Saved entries
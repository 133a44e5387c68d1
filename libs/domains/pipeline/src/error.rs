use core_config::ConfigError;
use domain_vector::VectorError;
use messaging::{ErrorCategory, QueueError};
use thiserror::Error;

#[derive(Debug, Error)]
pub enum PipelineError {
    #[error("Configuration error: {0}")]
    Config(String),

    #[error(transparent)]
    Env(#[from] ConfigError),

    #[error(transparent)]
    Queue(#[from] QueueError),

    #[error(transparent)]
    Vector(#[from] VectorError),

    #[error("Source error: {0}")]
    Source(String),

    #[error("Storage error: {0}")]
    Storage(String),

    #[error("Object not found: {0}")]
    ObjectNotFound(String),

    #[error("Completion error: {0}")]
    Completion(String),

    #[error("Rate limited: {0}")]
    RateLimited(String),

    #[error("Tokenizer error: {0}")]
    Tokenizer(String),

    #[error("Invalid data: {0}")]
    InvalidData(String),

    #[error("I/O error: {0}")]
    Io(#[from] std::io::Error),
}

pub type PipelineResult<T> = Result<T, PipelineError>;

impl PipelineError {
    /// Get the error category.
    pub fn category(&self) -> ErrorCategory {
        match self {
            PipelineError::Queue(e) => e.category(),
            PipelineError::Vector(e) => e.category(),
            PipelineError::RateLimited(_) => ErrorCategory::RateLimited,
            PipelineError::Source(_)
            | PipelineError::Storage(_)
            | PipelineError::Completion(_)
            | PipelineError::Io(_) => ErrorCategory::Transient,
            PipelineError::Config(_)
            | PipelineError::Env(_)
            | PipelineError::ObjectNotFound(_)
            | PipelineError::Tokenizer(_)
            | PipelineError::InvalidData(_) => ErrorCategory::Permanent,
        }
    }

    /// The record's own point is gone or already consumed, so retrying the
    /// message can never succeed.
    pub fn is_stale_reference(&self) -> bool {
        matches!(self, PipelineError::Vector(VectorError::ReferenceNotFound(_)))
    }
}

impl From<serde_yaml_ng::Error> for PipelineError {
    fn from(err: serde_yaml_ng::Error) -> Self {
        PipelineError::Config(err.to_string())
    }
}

---

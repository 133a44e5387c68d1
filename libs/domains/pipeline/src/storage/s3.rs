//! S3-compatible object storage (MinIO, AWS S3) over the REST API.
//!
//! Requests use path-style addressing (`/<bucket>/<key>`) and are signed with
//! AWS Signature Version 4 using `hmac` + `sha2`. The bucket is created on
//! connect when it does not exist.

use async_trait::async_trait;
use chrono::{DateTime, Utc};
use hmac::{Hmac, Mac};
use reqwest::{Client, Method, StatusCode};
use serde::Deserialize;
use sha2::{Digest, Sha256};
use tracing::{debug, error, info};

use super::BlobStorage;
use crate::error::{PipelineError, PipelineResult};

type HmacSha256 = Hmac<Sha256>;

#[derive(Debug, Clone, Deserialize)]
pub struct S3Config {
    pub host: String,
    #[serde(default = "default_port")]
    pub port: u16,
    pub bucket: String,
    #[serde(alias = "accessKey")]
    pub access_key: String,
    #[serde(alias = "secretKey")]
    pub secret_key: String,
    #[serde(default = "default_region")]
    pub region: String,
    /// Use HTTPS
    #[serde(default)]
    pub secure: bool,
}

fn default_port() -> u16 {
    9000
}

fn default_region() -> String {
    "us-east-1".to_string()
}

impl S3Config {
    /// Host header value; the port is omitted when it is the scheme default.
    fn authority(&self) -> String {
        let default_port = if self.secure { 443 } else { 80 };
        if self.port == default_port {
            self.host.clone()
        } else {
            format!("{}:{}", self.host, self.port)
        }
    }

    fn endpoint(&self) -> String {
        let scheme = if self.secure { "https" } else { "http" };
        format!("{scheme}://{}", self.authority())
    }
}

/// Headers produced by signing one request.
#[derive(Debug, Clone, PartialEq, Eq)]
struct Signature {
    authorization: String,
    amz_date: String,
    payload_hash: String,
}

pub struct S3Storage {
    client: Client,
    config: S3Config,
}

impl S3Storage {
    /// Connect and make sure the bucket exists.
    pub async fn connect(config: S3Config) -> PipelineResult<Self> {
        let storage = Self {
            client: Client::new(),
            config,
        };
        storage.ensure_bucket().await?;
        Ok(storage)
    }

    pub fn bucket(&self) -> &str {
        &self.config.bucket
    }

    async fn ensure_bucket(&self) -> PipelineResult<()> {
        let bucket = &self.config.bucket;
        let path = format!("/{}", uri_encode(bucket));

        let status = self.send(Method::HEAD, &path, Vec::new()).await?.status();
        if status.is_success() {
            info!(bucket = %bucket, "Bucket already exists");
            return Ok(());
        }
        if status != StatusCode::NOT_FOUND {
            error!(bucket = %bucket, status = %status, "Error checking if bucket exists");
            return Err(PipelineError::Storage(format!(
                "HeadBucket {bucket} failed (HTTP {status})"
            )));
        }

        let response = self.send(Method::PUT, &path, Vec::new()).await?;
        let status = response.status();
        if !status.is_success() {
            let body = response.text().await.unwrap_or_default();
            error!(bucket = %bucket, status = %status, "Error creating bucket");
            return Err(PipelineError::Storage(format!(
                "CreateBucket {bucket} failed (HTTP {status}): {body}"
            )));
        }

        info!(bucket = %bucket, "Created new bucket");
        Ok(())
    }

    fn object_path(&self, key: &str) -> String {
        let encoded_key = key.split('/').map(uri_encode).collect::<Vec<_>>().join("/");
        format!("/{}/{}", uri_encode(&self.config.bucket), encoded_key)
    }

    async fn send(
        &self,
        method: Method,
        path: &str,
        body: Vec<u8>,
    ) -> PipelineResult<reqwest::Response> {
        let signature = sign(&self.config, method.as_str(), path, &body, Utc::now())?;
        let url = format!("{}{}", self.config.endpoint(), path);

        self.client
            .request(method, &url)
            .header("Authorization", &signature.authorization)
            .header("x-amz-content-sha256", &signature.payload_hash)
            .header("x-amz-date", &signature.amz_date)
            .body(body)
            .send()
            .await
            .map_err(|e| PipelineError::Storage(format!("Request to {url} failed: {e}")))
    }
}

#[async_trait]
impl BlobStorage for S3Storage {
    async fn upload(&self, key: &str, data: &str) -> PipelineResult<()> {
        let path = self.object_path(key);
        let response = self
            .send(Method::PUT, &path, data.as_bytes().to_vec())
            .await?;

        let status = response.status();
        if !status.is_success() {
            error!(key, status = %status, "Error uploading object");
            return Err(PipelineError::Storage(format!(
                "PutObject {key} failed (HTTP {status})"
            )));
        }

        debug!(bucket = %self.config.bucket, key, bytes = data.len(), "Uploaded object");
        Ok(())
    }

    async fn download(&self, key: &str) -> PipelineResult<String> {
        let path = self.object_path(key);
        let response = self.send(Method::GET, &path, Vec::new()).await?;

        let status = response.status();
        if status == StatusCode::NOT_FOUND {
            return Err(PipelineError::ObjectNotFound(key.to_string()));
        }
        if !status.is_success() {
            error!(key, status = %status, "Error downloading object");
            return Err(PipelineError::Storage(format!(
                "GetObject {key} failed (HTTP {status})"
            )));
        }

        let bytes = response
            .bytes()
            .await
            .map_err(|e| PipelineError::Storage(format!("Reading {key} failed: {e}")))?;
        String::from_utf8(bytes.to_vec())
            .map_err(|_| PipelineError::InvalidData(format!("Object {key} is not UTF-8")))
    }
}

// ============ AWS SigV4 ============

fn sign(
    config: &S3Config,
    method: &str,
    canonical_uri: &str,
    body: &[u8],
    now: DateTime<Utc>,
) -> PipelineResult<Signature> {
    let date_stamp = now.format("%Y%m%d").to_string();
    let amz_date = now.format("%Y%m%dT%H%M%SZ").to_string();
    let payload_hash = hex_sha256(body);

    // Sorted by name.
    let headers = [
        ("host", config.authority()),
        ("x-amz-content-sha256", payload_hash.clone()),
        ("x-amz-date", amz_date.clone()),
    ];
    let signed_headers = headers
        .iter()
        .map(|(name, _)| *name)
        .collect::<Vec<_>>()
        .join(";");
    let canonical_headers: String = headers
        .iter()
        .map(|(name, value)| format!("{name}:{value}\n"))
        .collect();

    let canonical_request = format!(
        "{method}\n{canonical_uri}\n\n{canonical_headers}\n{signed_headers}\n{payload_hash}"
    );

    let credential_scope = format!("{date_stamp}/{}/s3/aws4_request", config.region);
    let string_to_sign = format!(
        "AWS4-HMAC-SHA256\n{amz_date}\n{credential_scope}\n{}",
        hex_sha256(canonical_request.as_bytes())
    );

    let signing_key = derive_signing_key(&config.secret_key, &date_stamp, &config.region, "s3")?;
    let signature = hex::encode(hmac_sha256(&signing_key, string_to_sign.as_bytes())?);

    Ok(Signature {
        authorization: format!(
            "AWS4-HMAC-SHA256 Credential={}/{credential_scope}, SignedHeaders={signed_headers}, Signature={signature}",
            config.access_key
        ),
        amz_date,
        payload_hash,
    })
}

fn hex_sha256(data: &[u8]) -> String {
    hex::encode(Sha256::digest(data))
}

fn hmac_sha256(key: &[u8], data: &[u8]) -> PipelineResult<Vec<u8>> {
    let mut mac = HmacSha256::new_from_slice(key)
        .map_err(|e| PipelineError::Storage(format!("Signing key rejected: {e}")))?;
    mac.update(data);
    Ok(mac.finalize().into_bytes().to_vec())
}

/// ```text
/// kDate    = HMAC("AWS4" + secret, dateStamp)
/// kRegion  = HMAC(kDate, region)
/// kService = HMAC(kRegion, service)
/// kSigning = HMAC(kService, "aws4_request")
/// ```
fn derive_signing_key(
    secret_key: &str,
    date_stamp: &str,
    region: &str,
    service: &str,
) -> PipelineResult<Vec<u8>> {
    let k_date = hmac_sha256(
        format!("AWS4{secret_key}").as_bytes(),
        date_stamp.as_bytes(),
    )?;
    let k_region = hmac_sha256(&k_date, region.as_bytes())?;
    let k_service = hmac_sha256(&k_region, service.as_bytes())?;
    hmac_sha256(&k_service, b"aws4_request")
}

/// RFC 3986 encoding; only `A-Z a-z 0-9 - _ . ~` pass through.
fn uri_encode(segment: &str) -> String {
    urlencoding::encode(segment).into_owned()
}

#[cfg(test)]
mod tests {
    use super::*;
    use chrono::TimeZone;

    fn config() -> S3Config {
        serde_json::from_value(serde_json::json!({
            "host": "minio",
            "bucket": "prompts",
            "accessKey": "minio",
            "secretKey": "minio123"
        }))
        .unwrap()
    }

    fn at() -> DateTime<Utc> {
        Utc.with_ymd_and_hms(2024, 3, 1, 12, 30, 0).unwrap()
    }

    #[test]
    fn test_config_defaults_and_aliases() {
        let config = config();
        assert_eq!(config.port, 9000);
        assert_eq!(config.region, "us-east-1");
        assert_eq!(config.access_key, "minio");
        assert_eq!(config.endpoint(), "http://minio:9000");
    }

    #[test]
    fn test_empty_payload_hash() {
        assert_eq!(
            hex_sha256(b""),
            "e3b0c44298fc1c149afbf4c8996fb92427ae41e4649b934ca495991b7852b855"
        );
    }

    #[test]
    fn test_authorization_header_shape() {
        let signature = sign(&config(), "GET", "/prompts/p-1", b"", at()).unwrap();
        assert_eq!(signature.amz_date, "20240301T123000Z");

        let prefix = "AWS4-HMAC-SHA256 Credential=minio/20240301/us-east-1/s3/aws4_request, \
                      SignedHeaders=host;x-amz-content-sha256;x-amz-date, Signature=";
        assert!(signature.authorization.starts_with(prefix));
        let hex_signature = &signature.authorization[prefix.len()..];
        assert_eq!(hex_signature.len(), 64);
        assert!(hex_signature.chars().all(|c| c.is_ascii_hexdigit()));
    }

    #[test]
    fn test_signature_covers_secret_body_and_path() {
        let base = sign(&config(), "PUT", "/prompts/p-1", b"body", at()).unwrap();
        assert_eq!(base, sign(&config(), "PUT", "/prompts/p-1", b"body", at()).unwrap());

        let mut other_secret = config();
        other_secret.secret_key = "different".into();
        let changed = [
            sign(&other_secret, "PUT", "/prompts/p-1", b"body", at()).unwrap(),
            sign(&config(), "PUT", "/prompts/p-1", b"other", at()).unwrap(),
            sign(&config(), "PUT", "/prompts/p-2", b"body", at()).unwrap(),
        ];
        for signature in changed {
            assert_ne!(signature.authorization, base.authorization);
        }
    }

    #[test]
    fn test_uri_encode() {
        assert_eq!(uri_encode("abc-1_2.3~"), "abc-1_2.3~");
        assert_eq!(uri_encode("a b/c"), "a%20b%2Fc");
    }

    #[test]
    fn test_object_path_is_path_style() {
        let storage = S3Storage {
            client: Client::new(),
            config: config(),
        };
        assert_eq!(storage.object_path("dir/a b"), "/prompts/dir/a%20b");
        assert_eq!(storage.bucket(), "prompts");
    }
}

...

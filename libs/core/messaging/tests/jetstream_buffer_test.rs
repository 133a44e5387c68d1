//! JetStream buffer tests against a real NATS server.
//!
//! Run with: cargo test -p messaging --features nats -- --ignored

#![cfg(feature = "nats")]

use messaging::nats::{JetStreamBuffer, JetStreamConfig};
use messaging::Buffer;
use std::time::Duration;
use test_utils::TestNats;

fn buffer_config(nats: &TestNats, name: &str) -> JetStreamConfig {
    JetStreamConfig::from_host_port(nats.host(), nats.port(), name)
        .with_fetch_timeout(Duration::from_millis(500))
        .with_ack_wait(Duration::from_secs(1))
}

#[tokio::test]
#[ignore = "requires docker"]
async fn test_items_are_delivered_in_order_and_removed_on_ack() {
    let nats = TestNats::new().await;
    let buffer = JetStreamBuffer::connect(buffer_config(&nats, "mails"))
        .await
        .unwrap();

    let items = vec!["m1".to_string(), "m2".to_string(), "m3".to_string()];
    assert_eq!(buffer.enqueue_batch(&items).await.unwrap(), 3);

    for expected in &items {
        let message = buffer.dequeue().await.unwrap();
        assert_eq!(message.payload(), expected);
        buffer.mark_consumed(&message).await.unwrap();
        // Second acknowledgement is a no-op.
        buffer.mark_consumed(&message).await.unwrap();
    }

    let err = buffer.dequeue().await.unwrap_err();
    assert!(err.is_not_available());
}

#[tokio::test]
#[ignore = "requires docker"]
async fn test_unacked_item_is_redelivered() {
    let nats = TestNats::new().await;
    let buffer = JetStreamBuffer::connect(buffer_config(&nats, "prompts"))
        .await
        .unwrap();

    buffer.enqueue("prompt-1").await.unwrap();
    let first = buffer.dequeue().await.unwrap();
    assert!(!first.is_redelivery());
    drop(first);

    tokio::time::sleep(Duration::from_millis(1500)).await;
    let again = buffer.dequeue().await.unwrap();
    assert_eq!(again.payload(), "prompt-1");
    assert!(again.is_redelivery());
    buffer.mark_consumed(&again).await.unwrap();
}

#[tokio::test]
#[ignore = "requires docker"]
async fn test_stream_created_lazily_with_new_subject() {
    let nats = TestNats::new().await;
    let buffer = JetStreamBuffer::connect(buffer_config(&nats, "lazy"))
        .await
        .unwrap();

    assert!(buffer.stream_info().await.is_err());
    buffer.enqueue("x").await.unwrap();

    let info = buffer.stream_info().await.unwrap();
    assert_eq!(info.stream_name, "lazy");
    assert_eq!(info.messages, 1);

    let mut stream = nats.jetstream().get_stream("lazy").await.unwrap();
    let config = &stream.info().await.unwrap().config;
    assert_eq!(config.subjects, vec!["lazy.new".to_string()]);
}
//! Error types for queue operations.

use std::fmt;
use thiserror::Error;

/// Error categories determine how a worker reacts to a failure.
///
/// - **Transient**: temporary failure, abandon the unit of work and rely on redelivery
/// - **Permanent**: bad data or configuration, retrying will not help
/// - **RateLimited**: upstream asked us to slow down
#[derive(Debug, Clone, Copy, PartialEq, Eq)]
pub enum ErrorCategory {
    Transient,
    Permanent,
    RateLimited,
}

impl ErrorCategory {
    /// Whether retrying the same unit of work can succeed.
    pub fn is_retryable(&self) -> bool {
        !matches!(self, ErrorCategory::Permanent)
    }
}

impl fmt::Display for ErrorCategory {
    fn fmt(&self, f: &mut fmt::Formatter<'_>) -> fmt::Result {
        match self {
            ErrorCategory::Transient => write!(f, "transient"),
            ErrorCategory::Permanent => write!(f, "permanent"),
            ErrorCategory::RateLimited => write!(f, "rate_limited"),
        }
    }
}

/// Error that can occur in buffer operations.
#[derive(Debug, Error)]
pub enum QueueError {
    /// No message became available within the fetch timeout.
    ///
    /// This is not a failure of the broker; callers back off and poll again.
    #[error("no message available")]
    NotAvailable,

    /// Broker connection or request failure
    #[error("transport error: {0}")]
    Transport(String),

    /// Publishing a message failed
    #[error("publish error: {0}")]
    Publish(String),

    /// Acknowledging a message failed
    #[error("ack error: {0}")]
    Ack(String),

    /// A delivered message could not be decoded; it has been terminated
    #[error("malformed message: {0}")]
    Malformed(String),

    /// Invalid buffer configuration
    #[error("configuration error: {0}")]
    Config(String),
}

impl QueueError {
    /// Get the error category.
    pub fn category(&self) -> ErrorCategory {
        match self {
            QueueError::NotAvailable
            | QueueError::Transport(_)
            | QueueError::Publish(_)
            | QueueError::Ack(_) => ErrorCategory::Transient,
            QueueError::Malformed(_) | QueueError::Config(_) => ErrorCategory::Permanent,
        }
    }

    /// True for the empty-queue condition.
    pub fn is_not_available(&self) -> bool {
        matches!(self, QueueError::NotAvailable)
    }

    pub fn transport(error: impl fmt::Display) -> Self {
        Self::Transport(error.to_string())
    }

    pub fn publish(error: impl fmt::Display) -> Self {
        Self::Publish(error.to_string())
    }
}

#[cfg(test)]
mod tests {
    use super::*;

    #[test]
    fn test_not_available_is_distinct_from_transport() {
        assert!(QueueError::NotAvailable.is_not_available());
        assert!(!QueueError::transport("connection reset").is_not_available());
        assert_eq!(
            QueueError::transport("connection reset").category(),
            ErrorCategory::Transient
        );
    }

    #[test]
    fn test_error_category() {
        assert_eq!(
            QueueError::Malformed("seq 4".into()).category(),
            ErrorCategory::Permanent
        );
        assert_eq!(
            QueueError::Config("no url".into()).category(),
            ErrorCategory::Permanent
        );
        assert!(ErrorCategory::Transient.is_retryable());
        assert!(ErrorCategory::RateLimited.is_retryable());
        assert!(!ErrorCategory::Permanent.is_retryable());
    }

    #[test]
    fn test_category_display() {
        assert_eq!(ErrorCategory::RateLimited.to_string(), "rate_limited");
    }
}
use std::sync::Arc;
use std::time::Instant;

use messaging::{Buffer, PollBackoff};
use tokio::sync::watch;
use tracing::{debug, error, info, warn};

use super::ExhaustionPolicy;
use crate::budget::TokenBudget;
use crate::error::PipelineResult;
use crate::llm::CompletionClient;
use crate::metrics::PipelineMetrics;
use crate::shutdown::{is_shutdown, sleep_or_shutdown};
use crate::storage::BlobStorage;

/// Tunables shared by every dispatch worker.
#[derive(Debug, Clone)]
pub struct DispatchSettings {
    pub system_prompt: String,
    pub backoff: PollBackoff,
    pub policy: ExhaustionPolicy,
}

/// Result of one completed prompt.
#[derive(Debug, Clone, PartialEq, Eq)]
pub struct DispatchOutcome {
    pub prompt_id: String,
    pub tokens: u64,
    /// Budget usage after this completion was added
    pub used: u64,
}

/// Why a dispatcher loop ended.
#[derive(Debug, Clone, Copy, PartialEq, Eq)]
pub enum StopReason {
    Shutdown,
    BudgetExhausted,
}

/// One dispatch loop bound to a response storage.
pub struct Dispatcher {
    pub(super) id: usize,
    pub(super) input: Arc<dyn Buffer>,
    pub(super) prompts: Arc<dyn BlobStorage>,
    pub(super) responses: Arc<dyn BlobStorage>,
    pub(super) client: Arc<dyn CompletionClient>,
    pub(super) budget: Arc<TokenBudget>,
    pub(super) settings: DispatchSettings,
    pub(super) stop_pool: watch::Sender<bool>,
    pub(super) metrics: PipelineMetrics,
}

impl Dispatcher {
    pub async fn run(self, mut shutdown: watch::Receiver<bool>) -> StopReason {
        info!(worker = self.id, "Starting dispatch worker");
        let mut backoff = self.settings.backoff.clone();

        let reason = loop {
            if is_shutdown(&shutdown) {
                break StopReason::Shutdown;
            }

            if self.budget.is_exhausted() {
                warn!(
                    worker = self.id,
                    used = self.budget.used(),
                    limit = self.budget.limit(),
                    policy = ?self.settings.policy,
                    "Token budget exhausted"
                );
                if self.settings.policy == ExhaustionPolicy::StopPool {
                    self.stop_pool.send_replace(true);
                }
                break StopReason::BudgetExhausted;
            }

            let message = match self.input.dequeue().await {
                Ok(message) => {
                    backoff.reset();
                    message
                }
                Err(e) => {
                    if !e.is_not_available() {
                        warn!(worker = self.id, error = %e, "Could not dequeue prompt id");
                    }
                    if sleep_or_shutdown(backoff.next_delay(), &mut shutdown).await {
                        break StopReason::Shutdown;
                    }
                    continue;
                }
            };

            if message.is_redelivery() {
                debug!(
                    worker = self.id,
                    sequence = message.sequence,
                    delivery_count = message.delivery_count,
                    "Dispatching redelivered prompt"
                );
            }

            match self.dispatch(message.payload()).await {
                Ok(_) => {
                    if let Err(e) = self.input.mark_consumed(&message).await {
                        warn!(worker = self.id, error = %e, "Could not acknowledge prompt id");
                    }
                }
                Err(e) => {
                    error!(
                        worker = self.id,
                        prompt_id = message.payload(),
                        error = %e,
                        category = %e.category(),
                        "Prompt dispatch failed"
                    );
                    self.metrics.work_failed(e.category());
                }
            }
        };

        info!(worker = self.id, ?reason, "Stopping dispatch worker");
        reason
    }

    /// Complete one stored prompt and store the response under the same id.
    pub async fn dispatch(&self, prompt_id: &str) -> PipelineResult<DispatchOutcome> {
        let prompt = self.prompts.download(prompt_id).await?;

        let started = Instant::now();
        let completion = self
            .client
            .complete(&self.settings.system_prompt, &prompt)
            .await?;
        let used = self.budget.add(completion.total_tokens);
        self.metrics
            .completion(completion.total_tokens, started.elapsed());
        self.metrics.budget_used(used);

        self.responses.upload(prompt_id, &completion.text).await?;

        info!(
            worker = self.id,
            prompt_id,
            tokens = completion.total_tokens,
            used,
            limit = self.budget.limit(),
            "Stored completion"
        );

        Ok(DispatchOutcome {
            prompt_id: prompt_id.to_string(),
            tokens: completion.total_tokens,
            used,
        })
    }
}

◆ WORK TASK ◆
Using the records above, give the number of lines in which the word "JetStreamConfig" occurs, and nothing else.

◆ TASK RESULT ◆
3